The ecards are all over Facebook, and illustrate so perfectly what one is thinking or how we're feeling at the moment, so they're popular social "shares".
For a small business owner, they can provide a perfect visual to include on their website to translate a brand's message, yet look modern, hip, snarky, and with-it. The trouble is, a business can't publish an ecard from someecards.com on their website. Even if they write the snarky copy themselves.
Heartbreaking, I know. But ever since we received "the Getty unauthorized use letter" and had to fork over an unplanned amount of money for the rights to publish a photo (one we thought was random and "from the Internet"), we are very careful now about what images we use from the web, and have even taken to making our own at times. However, here at Tin Shingle, we do have a platform for our small business members to publish their own articles which can include images. So we need to watch for those as well to make sure that those images are published in accordance with the rights associated to them, if any exist. And if the rights aren't granted, we must remove the image. This recently led us to wondering about the rights of the ever popular someecards usage in blog and content posts.
Knowing that someecards.com was popular with our small business friends, I checked their Terms of Service. But those were a little bit less than super clear (I needed 110% clarity), so I emailed the folks at someecards.com for clarification. Of the four email addresses they give on their Contact page, I picked "email@example.com" because I'm sure they deal with rights management a lot, and it's not a fun topic. One of the co-founders, Duncan Mitchell, wrote me back. He said:
"Cards are for personal use only. If you have a blog/FB page/community page or anything else that you do to promote content, ideas, products, or a point of view to wider audience you need permission to use our content. It doesn't matter if they create the card themselves or not, they don't have a license from us to publish the card."
As of now, according to Duncan, pretty much no one has permission, so don't think that reading the Terms of Service gives you permission. Or that you assumed that you probably clicked some "I accept" box which had the permission woven in.
Another reason why I suggest following their rules? As my sister (who works at a law firm) can tell you, though she didn't usually agree, I am a stickler for respecting the rights of artists. I never downloaded free music or movies. I knew it would financially cripple the these industries and it did.

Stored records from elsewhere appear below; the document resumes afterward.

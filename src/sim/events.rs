//! Events emitted by the simulation and contacts reported to it
//!
//! Events are the only output channel of a tick. The stats accumulator and
//! result aggregator consume them, and the presentation/physics layers drain
//! them to spawn projectiles, play effects and apply impulses.

use glam::Vec2;
use serde::{Deserialize, Serialize};

use super::buff::BuffKind;
use super::enemy::EnemyKind;
use super::loot::LootKind;
use super::perk::PerkId;
use super::weapon::WeaponKind;

/// Overlap reported by the physics layer
#[derive(Debug, Clone, Copy, PartialEq, Serialize, Deserialize)]
pub enum Contact {
    /// A projectile overlaps an enemy
    BulletEnemy {
        projectile_id: u32,
        enemy_id: u32,
        enemy_pos: Vec2,
    },
    /// The player overlaps an enemy
    PlayerEnemy {
        enemy_id: u32,
        enemy_pos: Vec2,
        player_pos: Vec2,
    },
    /// The player overlaps a loot pickup
    PlayerLoot { loot_id: u32 },
}

/// Something that happened during a tick
#[derive(Debug, Clone, PartialEq, Serialize, Deserialize)]
pub enum GameEvent {
    MatchStarted { seed: u64 },
    MatchEnded { stage: u32, score: u64 },

    StageStarted { stage: u32 },
    StageEnded { stage: u32, survived: bool },
    BurstStarted { stage_elapsed_sec: f32, duration_sec: f32 },
    BurstEnded,

    EnemySpawned {
        enemy_id: u32,
        kind: EnemyKind,
        speed_multiplier: f32,
        frozen: bool,
    },
    EnemySpeedChanged { multiplier: f32 },
    EnemiesFrozen { frozen: bool, count: usize },

    ProjectileSpawned {
        projectile_id: u32,
        weapon: WeaponKind,
        angle: f32,
        speed: f32,
        radius: f32,
        lifetime_ms: u64,
    },
    ProjectileRetired { projectile_id: u32 },

    /// Non-lethal or lethal damage from a projectile
    EnemyHit {
        enemy_id: u32,
        projectile_id: u32,
        damage: i32,
        lethal: bool,
    },
    EnemyKilled { enemy_id: u32, kind: EnemyKind, at: Vec2 },
    HitStopStarted,
    HitStopEnded,

    PlayerDamaged { amount: i32, health: i32 },
    PlayerKnockback { impulse: Vec2 },
    PlayerHealed { health: i32 },
    PlayerDied,

    ReloadStarted { weapon: WeaponKind },
    ReloadFinished { weapon: WeaponKind },
    WeaponChanged { weapon: WeaponKind },

    BuffStarted { kind: BuffKind, end_at_ms: u64 },
    BuffExtended { kind: BuffKind, end_at_ms: u64 },
    BuffExpired { kind: BuffKind },

    LootSpawned {
        loot_id: u32,
        kind: LootKind,
        at: Vec2,
        expire_ms: u64,
    },
    LootPickedUp { loot_id: u32, kind: LootKind },
    LootExpired { loot_id: u32 },

    PerksOffered { choices: Vec<PerkId> },
    PerkApplied { perk: PerkId, level: u32 },
    PickupRadiusChanged { radius: f32 },
}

Here's why there is so much confusion: with websites, any intellectual property on it seems free. With so many free models out there, one expects free usage of anything. And that's changing. Businesses can't exist on free, and the ones who exist on free probably have a lot of venture capital behind them, and an IPO down the road. Businesses like Getty are clamping down on the free, unauthorized usage of everything. As advocates of small businesses, we don't want to see any unexpected cost hit you up in the mail.
Duncan went on to further clarify the position of someecards.com, because he knows that it's tough to hear, when images are so easily shared online:
"It costs a lot of money to run our business. A lot more than people might think. In order to make the business work, we charge money to create marketing programs for big brands. When people take the content and use it for free, it hurts our business, because a big brand will ask why they should pay when a small business just does it for free. We haven't found a way to make this work for small businesses yet unfortunately, but maybe some day down the road. Content can be used free on personal pages, but for businesses, community pages, and anything other than a personal profile, you need permission to use our content."
I do hope that an idea strikes regarding how someecards.com can offer permission for small businesses to publish their images. Maybe they can offer a 10-pack bundle of self-written ecards to be used for promotional purposes with proper, linked credits back. And maybe for a higher dollar amount, a small business can splurge on the shared-rights to content created by the brains at someecards.com. If big brands are paying for content to be created by the brains at someecards.com, that's some original content right there that can't be used by anyone else, and wasn't thought of by anyone else but the people at someecards.com.
But monitoring all that is all expensive. So back to settling on coffee mugs for now we go!
Most importantly, thanks to someecards.com, for being so darn clever.